1944 erschien in den USA der La-Guardia-Report des La Guardia Committees, einer vom damaligen New Yorker Bürgermeister Fiorello LaGuardia eingesetzten Expertengruppe, die viele dem Cannabiskonsum zugeschriebene negative soziologische, psychologische und medizinische Auswirkungen nicht bestätigt fand.[17] Daraufhin hatte der Leiter der damaligen US-amerikanischen Drogenbekämpfungsbehörde Federal Bureau of Narcotics (FBN), Harry J. Anslinger, angedroht, jegliche weiteren Forschungsarbeiten zu Cannabis hart zu bestrafen.[18]

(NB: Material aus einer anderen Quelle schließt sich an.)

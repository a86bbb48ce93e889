//! Reading and writing frames as image files
//!
//! The format is chosen from the file extension, e.g. `.png` or `.ppm`.

use crate::error::Result;
use crate::surface::{check_layout, BPP};

use std::path::Path;

/// Copy `height` rows of `width` pixels out of a strided buffer
pub fn pack_rows(buf: &[u8], width: usize, height: usize, stride: usize) -> Result<Vec<u8>> {
    check_layout(buf.len(), width, height, stride)?;
    let row_len = width * BPP;
    let mut out = Vec::with_capacity(row_len * height);
    for y in 0 .. height {
        let start = y * stride;
        out.extend_from_slice(&buf[start .. start + row_len]);
    }
    Ok(out)
}

/// Read an image as tightly packed rgb pixels, returning `(pixels, width, height)`
pub fn read_file<P: AsRef<Path>>(filename: P) -> Result<(Vec<u8>, usize, usize)> {
    let img = image::open(filename)?.to_rgb8();
    let (w, h) = img.dimensions();
    Ok((img.into_raw(), w as usize, h as usize))
}

/// Write a `width` x `height` rgb frame with rows `stride` bytes apart
///
/// Row 0 of the frame becomes the first row of the file
pub fn write_file<P: AsRef<Path>>(buf: &[u8], width: usize, height: usize, stride: usize, filename: P) -> Result<()> {
    let filename = filename.as_ref();
    let data = pack_rows(buf, width, height, stride)?;
    image::save_buffer(filename, &data, width as u32, height as u32, image::ExtendedColorType::Rgb8)?;
    log::debug!("wrote {}x{} frame to {}", width, height, filename.display());
    Ok(())
}

/// Compare two image files pixel by pixel
///
/// Differences are reported through the log
pub fn img_diff<P: AsRef<Path>>(f1: P, f2: P) -> Result<bool> {
    let (d1,w1,h1) = read_file(f1)?;
    let (d2,w2,h2) = read_file(f2)?;
    if w1 != w2 || h1 != h2 {
        log::info!("image sizes differ: {}x{} and {}x{}", w1, h1, w2, h2);
        return Ok(false);
    }
    let mut same = true;
    for (i,(v1,v2)) in d1.iter().zip(d2.iter()).enumerate() {
        if v1 != v2 {
            log::info!("{} [{},{},{}]: {} {}", i, (i/BPP)%w1, (i/BPP)/w1, i%BPP, v1, v2);
            same = false;
        }
    }
    Ok(same)
}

Die moderne Cannabis-Forschung begann mit der Isolierung des psychotropen Hauptwirkstoffes Δ9-THC im Jahr 1964 durch Raphael Mechoulam. Ein weiterer Meilenstein in der Cannabis-Forschung war die Entdeckung des Endocannabinoid-Systems mit seinen Rezeptoren und endogenen Liganden ab Ende der 1980er-Jahre, das die Basis für das heutige Verständnis der Wirkungsweise der Cannabinoide bildet. Das Ministerium für Gesundheitspflege und Soziale Dienste der Vereinigten Staaten ließ am 21. April 1999 das Patent US6630507 B1 „Cannabinoids as antioxidants and neuroprotectants“ als ursprünglich Bevollmächtigter eintragen.[19]

In Deutschland setzt sich die „Internationale Arbeitsgemeinschaft Cannabis als Medizin“, kurz IACM (früherer Name: „Arbeitsgemeinschaft Cannabis als Medizin“, AMC), seit 1997 für die medizinische Verwendung von Cannabis ein.

Pharmakologisch aktive Bestandteile

Bislang wurden insgesamt 104 verschiedene Cannabinoide identfiziert, deren Wirkungen im Detail meist noch unbekannt sind. Die aktuell am häufigsten diskutierten Cannabinoide, die vermutlich hauptsächlich für die therapeutischen Effekte verantwortlich sind, sind Cannabidiol (CBD, entdeckt 1940, erstmals chemisch synthetisiert 1963)[20] und Δ9-Tetrahydrocannabinol (THC, entdeckt 1964).[21] Weitere natürlich vorkommende Cannabinoide sind Cannabigerol (CBG), Cannabinol (CBN) und Cannabichromen (CBC).[22]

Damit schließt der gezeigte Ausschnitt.